Sunday, March 27, 2005 | 0

This is the fourth and final article in a series of four by foot and ankle specialist, Dr. Jodi Schoenhaus. The first article contained facts about the human foot and possible ailments due to work-related injuries. The second article in this series reviewed facts about the human ankle. The third article discussed common work-related foot and ankle injuries. This article discusses diabetes and the foot, and ends with some final comments regarding rehabilitation. Earlier articles can be accessed by clicking on the title in the right side bar.
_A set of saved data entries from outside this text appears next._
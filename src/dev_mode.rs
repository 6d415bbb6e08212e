//! Development mode utilities for working without the live directory
//!
//! When the feature service is unavailable, or when checking how the
//! listing looks at a particular time of the week, use this module to
//! replay a saved GeoJSON feed and pin the evaluation clock.

use chrono_tz::Tz;
use std::path::{Path, PathBuf};

use crate::clock::{FixedClock, Moment, TimeSource, ZonedClock};
use crate::ingest::arcgis::{self, FeatureCollection};
use crate::model::{IngestError, TimeOfDay, WeekdayCode};

/// Configuration for development mode replay
#[derive(Debug, Clone, Default)]
pub struct DevMode {
    /// Read the feed from this file instead of the API
    pub fixture: Option<PathBuf>,
    /// Evaluate as if it were this moment
    pub pinned: Option<Moment>,
}

impl DevMode {
    pub fn is_active(&self) -> bool {
        self.fixture.is_some() || self.pinned.is_some()
    }

    /// The clock evaluations should use: pinned if set, otherwise the
    /// wall clock in `zone`.
    pub fn clock(&self, zone: Tz) -> Box<dyn TimeSource> {
        match self.pinned {
            Some(moment) => Box::new(FixedClock(moment)),
            None => Box::new(ZonedClock::new(zone)),
        }
    }
}

/// Reads a saved GeoJSON feed from disk.
pub fn load_fixture(path: &Path) -> Result<FeatureCollection, IngestError> {
    let body = std::fs::read_to_string(path)
        .map_err(|e| IngestError::Io(format!("{}: {}", path.display(), e)))?;
    arcgis::parse_feed(&body)
}

/// Parses a pinned moment from a day code and `HH:MM`, e.g. `("LU", "10:00")`.
pub fn parse_moment(day: &str, time: &str) -> Option<Moment> {
    let weekday = WeekdayCode::from_code(day)?;
    let (h, m) = time.trim().split_once(':')?;
    let minutes = TimeOfDay::from_hm(h.parse().ok()?, m.parse().ok()?)?;
    Some(Moment::new(weekday, minutes))
}

#[cfg(test)]
mod tests {
    use super::*;
    use crate::clock::DEFAULT_TIMEZONE;

    #[test]
    fn test_parse_moment() {
        let moment = parse_moment("ve", "07:00").unwrap();
        assert_eq!(moment.weekday, WeekdayCode::Friday);
        assert_eq!(moment.minutes.minutes(), 420);
        assert!(parse_moment("XX", "07:00").is_none());
        assert!(parse_moment("VE", "7h").is_none());
        assert!(parse_moment("VE", "24:00").is_none());
    }

    #[test]
    fn test_pinned_clock_is_used() {
        let moment = parse_moment("SA", "13:00").unwrap();
        let dev = DevMode { fixture: None, pinned: Some(moment) };
        assert!(dev.is_active());
        assert_eq!(dev.clock(DEFAULT_TIMEZONE).now(), moment);
    }

    #[test]
    fn test_inactive_by_default() {
        assert!(!DevMode::default().is_active());
    }

    #[test]
    fn test_missing_fixture_is_io_error() {
        let err = load_fixture(Path::new("/nonexistent/feed.geojson")).unwrap_err();
        assert!(matches!(err, IngestError::Io(_)));
    }
}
Part Four: Diabetes and the Foot

Diabetes is a disease in which the body does not produce or properly use insulin. Insulin is a hormone that is needed to convert sugar, starches and other food into energy needed for daily life. There are 18.2 million people in the United States, or 6.3% of the population, who have diabetes. While an estimated 13 million people have been diagnosed with diabetes, unfortunately 5.2 million people (or nearly one-third) are unaware that they have the disease. (source: American Diabetes Association)

Diabetes affects the lower extremity in many ways. Usually associated with diabetes is a condition called neuropathy, although neuropathy can stem from other conditions. The condition effects motor nerves (responsible for voluntary movement), sensory nerves (responsible for sensing temperature, pain, touch, and limb positioning) and autonomic nerves (responsible for involuntary functions such as breathing, blood pressure, sexual function, digestion).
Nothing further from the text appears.